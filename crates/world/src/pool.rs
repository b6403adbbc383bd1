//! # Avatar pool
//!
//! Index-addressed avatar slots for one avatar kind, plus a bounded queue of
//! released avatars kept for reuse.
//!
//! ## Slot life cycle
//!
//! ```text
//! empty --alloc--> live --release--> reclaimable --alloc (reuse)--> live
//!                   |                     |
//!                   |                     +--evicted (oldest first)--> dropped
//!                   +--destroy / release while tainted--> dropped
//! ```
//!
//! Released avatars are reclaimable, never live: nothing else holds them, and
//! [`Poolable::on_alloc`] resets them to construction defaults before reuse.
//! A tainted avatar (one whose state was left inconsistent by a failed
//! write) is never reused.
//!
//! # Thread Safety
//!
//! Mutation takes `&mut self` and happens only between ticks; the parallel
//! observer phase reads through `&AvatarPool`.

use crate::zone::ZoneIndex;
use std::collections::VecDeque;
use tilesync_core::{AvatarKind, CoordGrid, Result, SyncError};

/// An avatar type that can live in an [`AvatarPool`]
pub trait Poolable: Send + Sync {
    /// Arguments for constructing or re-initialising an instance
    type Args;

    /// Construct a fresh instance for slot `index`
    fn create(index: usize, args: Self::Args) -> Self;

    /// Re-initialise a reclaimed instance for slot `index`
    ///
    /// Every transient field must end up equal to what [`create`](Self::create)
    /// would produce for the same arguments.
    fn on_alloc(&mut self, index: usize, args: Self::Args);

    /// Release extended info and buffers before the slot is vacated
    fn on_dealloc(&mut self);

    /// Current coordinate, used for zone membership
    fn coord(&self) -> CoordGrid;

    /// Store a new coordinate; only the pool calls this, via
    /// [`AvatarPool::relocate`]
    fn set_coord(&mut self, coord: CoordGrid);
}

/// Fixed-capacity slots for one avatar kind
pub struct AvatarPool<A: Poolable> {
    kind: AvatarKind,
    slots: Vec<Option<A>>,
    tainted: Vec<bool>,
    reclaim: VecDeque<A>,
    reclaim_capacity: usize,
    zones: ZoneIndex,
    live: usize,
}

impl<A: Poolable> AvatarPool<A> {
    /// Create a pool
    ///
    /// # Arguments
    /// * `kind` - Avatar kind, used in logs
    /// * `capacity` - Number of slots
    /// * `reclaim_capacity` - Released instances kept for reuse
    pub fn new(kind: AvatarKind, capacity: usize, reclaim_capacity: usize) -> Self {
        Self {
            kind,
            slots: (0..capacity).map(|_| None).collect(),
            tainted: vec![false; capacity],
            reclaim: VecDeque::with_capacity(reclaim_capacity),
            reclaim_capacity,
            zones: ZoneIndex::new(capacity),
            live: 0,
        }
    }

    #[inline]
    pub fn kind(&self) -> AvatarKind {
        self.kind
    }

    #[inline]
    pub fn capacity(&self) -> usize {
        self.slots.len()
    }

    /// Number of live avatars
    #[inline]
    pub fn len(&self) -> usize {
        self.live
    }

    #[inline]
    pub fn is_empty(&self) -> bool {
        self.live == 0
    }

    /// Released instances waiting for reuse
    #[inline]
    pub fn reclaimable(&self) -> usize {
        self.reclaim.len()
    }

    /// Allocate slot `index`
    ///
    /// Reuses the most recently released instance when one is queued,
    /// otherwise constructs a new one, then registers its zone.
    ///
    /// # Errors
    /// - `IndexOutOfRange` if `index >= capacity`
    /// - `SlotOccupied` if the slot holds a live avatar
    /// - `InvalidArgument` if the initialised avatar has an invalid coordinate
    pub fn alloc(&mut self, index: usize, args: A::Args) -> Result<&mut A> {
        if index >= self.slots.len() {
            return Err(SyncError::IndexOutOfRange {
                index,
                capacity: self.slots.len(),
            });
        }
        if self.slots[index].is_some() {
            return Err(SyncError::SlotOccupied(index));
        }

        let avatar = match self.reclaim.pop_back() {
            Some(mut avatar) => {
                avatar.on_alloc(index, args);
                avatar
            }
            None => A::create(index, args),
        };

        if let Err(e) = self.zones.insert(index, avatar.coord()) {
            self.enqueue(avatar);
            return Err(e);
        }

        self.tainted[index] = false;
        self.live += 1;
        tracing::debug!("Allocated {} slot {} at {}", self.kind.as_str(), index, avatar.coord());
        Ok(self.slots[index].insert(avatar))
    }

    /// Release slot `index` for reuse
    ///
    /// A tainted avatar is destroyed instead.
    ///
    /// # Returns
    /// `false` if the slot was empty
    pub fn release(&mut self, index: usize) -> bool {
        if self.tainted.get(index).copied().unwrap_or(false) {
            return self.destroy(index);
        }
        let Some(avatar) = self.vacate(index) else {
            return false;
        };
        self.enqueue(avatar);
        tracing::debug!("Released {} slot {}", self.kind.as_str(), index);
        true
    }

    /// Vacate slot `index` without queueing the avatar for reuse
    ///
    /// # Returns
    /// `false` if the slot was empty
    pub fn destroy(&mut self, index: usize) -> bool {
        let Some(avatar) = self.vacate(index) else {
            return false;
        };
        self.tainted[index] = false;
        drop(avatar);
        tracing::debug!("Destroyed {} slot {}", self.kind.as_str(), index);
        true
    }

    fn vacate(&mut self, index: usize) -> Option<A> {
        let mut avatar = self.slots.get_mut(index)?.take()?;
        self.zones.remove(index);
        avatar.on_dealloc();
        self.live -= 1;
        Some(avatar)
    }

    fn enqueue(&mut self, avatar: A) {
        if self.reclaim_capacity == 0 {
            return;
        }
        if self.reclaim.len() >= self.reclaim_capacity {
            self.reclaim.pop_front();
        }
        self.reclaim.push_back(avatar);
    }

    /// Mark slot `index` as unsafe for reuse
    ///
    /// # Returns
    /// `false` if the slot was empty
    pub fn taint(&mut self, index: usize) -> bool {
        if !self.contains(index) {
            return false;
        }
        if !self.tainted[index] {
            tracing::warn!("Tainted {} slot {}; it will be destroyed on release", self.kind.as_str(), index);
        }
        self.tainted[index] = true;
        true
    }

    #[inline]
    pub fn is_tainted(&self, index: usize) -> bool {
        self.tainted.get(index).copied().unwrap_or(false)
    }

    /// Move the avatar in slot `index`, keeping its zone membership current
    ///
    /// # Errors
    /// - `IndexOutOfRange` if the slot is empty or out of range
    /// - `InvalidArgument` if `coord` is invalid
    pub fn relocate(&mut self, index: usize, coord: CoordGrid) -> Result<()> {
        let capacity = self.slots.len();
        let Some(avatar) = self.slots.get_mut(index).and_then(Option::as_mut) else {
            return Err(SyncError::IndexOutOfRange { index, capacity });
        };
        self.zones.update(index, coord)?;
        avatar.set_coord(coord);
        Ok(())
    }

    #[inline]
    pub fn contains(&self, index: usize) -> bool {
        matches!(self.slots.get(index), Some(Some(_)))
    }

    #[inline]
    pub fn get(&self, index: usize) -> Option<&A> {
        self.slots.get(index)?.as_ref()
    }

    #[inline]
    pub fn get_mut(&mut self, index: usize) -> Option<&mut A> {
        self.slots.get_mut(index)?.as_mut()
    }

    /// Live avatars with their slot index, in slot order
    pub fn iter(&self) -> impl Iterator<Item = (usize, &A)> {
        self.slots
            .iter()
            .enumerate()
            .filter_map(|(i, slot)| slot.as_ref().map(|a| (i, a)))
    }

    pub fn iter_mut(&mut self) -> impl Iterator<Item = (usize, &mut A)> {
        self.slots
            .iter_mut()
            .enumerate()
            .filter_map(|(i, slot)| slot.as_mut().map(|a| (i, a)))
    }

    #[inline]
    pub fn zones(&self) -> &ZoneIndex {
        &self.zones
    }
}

^^^^^^^^^^^^^^^^

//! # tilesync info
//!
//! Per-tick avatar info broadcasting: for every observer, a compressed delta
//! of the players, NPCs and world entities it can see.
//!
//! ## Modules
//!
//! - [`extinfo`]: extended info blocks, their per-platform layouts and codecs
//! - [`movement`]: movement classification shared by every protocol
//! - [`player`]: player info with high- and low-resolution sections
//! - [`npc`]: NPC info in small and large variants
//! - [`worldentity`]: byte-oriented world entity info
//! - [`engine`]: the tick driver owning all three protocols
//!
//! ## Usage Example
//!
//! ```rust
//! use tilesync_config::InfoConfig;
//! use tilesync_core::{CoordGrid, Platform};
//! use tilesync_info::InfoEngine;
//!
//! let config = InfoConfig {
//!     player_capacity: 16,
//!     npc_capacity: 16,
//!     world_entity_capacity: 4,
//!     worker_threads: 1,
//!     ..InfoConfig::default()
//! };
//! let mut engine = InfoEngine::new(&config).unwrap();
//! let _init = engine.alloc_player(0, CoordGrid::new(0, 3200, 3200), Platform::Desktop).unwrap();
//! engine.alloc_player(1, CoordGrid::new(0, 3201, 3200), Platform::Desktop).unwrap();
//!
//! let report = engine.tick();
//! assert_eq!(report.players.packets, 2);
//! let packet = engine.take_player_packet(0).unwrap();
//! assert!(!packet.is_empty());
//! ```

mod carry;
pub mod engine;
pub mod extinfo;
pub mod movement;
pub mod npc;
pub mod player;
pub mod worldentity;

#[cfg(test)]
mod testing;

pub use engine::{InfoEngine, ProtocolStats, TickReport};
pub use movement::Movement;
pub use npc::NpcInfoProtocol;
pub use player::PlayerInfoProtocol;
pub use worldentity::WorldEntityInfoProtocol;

^^^^^^^^^^^^^^^^

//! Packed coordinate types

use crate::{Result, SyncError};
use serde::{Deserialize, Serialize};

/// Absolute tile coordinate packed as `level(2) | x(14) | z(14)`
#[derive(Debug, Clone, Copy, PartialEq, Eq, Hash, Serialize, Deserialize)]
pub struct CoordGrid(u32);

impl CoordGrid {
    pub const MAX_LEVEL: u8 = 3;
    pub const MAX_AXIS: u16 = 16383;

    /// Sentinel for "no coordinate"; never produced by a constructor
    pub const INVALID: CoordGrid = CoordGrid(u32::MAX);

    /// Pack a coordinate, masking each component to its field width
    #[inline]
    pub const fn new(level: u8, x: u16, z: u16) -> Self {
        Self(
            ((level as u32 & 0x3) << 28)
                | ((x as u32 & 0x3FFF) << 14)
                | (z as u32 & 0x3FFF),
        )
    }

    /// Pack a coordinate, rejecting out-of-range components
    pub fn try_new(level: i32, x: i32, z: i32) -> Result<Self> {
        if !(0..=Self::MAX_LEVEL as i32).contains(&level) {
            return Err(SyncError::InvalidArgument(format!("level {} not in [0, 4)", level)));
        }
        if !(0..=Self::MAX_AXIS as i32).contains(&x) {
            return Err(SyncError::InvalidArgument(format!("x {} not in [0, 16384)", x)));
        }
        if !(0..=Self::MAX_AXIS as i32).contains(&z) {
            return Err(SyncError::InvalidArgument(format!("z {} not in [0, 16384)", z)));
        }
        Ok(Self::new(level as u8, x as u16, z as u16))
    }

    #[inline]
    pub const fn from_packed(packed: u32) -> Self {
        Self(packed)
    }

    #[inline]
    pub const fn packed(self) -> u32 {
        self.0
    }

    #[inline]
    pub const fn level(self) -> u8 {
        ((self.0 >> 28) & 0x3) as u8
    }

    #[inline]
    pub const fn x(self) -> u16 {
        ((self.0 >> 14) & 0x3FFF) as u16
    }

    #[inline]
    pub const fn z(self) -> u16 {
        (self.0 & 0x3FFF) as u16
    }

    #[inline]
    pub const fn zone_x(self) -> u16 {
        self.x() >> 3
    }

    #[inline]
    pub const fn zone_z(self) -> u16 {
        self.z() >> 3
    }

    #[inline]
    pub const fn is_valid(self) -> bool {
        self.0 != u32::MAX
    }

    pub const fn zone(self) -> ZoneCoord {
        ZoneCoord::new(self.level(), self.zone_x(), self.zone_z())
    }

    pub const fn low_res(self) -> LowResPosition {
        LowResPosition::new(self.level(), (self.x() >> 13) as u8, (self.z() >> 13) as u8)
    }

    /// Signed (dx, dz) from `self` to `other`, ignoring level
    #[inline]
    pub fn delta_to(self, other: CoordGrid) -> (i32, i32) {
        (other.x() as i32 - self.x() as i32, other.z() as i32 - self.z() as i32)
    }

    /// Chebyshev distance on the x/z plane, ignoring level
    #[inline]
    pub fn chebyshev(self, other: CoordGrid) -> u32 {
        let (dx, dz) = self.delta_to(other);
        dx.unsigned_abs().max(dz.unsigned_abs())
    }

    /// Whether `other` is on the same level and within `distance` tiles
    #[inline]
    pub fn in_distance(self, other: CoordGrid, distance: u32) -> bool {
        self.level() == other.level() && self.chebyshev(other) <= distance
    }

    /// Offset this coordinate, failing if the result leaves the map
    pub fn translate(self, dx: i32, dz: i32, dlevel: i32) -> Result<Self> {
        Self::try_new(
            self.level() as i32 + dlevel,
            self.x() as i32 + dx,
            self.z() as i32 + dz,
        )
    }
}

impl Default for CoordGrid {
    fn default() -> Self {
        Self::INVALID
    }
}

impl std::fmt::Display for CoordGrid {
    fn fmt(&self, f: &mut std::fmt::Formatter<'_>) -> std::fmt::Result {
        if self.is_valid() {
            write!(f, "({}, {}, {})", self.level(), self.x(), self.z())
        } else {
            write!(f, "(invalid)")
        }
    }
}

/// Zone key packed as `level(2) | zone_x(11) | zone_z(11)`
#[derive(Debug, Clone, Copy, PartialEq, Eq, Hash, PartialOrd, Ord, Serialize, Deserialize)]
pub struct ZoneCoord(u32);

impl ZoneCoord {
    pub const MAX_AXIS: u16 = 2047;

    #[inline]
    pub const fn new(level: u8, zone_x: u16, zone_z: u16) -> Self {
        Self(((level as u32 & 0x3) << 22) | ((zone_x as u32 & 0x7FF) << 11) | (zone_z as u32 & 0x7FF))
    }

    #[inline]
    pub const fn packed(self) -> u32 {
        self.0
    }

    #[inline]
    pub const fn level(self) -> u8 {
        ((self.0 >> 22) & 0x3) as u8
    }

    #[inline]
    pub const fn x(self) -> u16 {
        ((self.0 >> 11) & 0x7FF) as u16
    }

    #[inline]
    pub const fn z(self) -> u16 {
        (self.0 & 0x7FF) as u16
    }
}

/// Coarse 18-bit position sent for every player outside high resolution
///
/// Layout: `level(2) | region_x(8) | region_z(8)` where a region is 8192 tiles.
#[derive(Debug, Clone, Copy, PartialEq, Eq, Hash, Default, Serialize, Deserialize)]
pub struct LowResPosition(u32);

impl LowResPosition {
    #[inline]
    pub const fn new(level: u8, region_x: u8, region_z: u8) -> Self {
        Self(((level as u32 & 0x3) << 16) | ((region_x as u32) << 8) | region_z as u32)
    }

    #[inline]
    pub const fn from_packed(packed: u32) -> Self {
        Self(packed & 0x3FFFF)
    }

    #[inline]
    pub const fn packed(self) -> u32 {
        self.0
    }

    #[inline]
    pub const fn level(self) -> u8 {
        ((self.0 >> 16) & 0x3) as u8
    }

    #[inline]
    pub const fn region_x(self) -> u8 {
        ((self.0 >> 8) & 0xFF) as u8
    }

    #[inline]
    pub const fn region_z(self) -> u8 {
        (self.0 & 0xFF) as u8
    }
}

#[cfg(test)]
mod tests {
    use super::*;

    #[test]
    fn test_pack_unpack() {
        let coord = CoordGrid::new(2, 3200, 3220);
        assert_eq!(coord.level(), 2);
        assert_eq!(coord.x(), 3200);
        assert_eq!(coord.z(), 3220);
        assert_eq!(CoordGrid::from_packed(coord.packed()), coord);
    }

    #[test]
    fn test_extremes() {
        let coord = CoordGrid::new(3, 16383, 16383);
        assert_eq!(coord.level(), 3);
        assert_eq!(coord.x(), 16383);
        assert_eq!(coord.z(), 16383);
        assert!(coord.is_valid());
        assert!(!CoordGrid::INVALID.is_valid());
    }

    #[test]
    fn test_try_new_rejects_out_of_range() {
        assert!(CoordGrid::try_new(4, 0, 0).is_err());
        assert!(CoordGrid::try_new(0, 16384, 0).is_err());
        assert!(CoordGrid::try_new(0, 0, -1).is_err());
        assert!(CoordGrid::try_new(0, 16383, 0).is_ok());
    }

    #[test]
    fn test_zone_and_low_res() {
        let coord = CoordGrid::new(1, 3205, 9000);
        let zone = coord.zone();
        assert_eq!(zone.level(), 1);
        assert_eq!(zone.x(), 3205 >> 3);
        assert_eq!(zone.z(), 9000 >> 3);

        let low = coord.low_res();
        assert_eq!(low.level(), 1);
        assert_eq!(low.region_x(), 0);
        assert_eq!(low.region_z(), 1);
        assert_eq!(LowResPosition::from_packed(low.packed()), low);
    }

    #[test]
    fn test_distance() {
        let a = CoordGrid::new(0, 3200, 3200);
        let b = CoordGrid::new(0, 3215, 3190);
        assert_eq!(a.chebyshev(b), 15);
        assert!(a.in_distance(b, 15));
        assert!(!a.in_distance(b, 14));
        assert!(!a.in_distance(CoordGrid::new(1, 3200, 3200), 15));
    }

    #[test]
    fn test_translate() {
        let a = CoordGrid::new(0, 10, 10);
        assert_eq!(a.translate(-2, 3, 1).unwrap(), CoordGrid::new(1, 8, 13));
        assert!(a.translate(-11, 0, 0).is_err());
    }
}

^^^^^^^^^^^^^^^^

Scan the records above and report every line with the string "membership".

    /// Current coordinate, used for zone membership
    /// Move the avatar in slot `index`, keeping its zone membership current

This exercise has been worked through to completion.